I’ve been reading some posts by Vile recently and was inspired to write one of my own. The posts I found particularly inspiring this week, and ones every sub or slave or those who inspire to be should read, were Warning Signs Of A Fake Dominant and Let Me Tell You Ladies Something. I started writing my post then I received a message from a “Master” on FetLife who I haven’t communicated with in over a year. How apt. I have never met this man or even spoken with him over the phone. I am the owner of the local BDSM group on FetLife and run our local munch. He has never come out to it and I do not know anyone who knows him personally. My inspired post has been put aside for the moment for this; the last few of our messages exchanged on FetLife and the two from today as they were written, although I have altered his user name and removed my phone number.
u r very safe playing with me , this is a guarantee
I will never exceed ur pain limits and ur submission is pretty well respected , my possible future sub
ok , will message each other
give ur phone number so i can text message u , n i promise will never call
I will accept you texting…
did u get my text messages?
*There was some texting for a very short while after this message. I deleted them and him from my phone not long after. In them he told me how long my fingernails were to be and what color those and my toes should be painted. He told me to have certain things on hand for when he came over. I recall rubber or latex gloves as being one of those things. He also said I was to refer to him as Sir at all times during any and all communication.
why did u stop replying? (he also sent a text message at the same time which read: hello pretty sub, how is the bdsm lifestyle treating you?)
Honestly, I wasn’t comfortable with the way you were talking to me, having unrealistic expectations when I was not your sub and you not my Sir. Sir is an earned title, not something to be called just because you demand it.
The way I dress or care for myself, what I keep in my bedside table, are for me to decide until, or even if, I choose to give that control to someone else. I am not going to give that control to someone who declines to give me his name and phone number, and a whole lot more personal information, and who I have not formed that relationship with.
Being submissive does not mean I am going to submit to anyone who tells me to. That may work on young, naïve, or even older women who are desperate to find someone and thankful for whoever gives them that attention, women who have no sense of self worth and base their happiness solely on someone telling them they are.

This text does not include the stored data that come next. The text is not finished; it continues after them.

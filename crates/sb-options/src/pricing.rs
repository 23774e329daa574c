//! Black-Scholes pricing for European options.

use chrono::{DateTime, Utc};

use crate::contract::{intrinsic_value, Contract, OptionKind};

/// Annualised risk-free rate used for every theoretical value.
pub const RISK_FREE_RATE: f64 = 0.035;

/// Inputs shared by all pricing calls.
#[derive(Debug, Clone)]
pub struct PricingInput {
    /// Current underlying spot price.
    pub spot: f64,
    /// Annualised risk-free rate (e.g. 0.035 = 3.5 %).
    pub risk_free_rate: f64,
    /// Annualised implied volatility (e.g. 0.20 = 20 %).
    pub volatility: f64,
    /// Time to expiry in years.
    pub time_to_expiry: f64,
}

// ---------- normal distribution helpers (no external dep) ----------

/// Standard normal cumulative distribution function (Abramowitz & Stegun 26.2.17).
fn norm_cdf(x: f64) -> f64 {
    if x >= 8.0 {
        return 1.0;
    }
    if x <= -8.0 {
        return 0.0;
    }

    let a1 = 0.254829592_f64;
    let a2 = -0.284496736_f64;
    let a3 = 1.421413741_f64;
    let a4 = -1.453152027_f64;
    let a5 = 1.061405429_f64;
    let p = 0.3275911_f64;

    let sign = if x < 0.0 { -1.0 } else { 1.0 };
    let x_abs = x.abs();
    let t = 1.0 / (1.0 + p * x_abs);
    let y =
        1.0 - (((((a5 * t + a4) * t) + a3) * t + a2) * t + a1) * t * (-x_abs * x_abs / 2.0).exp();

    0.5 * (1.0 + sign * y)
}

// ---------- Black-Scholes core ----------

/// Compute d1 and d2.
fn d1_d2(s: f64, k: f64, r: f64, sigma: f64, t: f64) -> (f64, f64) {
    let d1 = ((s / k).ln() + (r + 0.5 * sigma * sigma) * t) / (sigma * t.sqrt());
    let d2 = d1 - sigma * t.sqrt();
    (d1, d2)
}

/// Price a European option using the Black-Scholes model.
///
/// Expired options are worth their intrinsic value. Degenerate inputs that
/// make the closed form undefined (missing volatility, non-positive spot)
/// price at 0 instead of NaN.
pub fn black_scholes_price(kind: OptionKind, strike: f64, input: &PricingInput) -> f64 {
    let s = input.spot;
    let k = strike;
    let r = input.risk_free_rate;
    let sigma = input.volatility;
    let t = input.time_to_expiry;

    // Degenerate: expired option
    if t <= 0.0 {
        return intrinsic_value(kind, k, s);
    }

    let (d1, d2) = d1_d2(s, k, r, sigma, t);
    let disc = (-r * t).exp();

    let price = match kind {
        OptionKind::Call => s * norm_cdf(d1) - k * disc * norm_cdf(d2),
        OptionKind::Put => k * disc * norm_cdf(-d2) - s * norm_cdf(-d1),
    };

    if price.is_finite() {
        price
    } else {
        0.0
    }
}

/// Theoretical value of `contract` at `spot` as of `as_of`.
///
/// `as_of` past the expiration is clamped to the expiration, and the
/// contract's own implied volatility drives the model.
pub fn contract_value(contract: &Contract, spot: f64, as_of: DateTime<Utc>) -> f64 {
    let input = PricingInput {
        spot,
        risk_free_rate: RISK_FREE_RATE,
        volatility: contract.implied_volatility.unwrap_or(f64::NAN),
        time_to_expiry: contract.years_to_expiration(as_of),
    };
    black_scholes_price(contract.option_type, contract.strike_f64(), &input)
}

#[cfg(test)]
mod tests {
    use super::*;
    use crate::contract::tests::sample_contract;
    use chrono::{Duration, TimeZone};
    use rust_decimal_macros::dec;

    fn input(spot: f64, volatility: f64, time_to_expiry: f64) -> PricingInput {
        PricingInput {
            spot,
            risk_free_rate: 0.05,
            volatility,
            time_to_expiry,
        }
    }

    #[test]
    fn test_call_price_sanity() {
        let price = black_scholes_price(OptionKind::Call, 150.0, &input(155.0, 0.25, 0.25));
        // ITM call should be worth at least intrinsic ($5)
        assert!(price > 5.0, "call price = {price}");
        assert!(price < 20.0, "call price unreasonably high = {price}");
    }

    #[test]
    fn test_put_price_sanity() {
        let price = black_scholes_price(OptionKind::Put, 150.0, &input(145.0, 0.25, 0.25));
        assert!(price > 5.0, "put price = {price}");
        assert!(price < 20.0, "put price unreasonably high = {price}");
    }

    #[test]
    fn test_put_call_parity() {
        let inp = input(150.0, 0.30, 0.5);
        let c_price = black_scholes_price(OptionKind::Call, 150.0, &inp);
        let p_price = black_scholes_price(OptionKind::Put, 150.0, &inp);
        // C - P = S - K*exp(-rT)
        let lhs = c_price - p_price;
        let rhs = inp.spot - 150.0 * (-inp.risk_free_rate * inp.time_to_expiry).exp();
        assert!(
            (lhs - rhs).abs() < 0.01,
            "put-call parity violated: lhs={lhs}, rhs={rhs}"
        );
    }

    #[test]
    fn test_expired_option_returns_intrinsic() {
        assert_eq!(black_scholes_price(OptionKind::Call, 150.0, &input(160.0, 0.25, 0.0)), 10.0);
        assert_eq!(black_scholes_price(OptionKind::Put, 150.0, &input(160.0, 0.25, 0.0)), 0.0);
    }

    #[test]
    fn test_missing_volatility_prices_zero() {
        assert_eq!(
            black_scholes_price(OptionKind::Call, 150.0, &input(155.0, f64::NAN, 0.25)),
            0.0
        );
    }

    #[test]
    fn test_norm_cdf_boundaries() {
        assert!((norm_cdf(0.0) - 0.5).abs() < 1e-6);
        assert!(norm_cdf(8.0) == 1.0);
        assert!(norm_cdf(-8.0) == 0.0);
    }

    #[test]
    fn test_contract_value_clamps_past_expiration() {
        let c = sample_contract(OptionKind::Call, dec!(150));
        let late = c.expiration + Duration::days(10);
        assert_eq!(contract_value(&c, 160.0, late), 10.0);
    }

    #[test]
    fn test_contract_value_has_time_value() {
        let c = sample_contract(OptionKind::Call, dec!(150));
        let as_of = Utc.with_ymd_and_hms(2026, 3, 20, 0, 0, 0).unwrap();
        let value = contract_value(&c, 150.0, as_of);
        assert!(value > 0.0, "ATM call should carry time value, got {value}");
        // repeated evaluation is bit-for-bit stable
        assert_eq!(value.to_bits(), contract_value(&c, 150.0, as_of).to_bits());
    }

    #[test]
    fn test_contract_value_without_volatility() {
        let mut c = sample_contract(OptionKind::Put, dec!(150));
        c.implied_volatility = None;
        let as_of = Utc.with_ymd_and_hms(2026, 3, 20, 0, 0, 0).unwrap();
        assert_eq!(contract_value(&c, 140.0, as_of), 0.0);
    }
}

There is a distinct difference between someone who tells me they are a Dom and someone who truly acts and lives as one. You told me you were, you did not act as if you were. Being controlling and dominating does not translate into being a Dominant, not with me. I don’t know if you really have a dominant personality or if you are just trying to overcompensate for some innate fault you think you have. Either way, I don’t care. As the saying goes, there is someone for each of us. You will be the perfect person for someone but that someone is not me.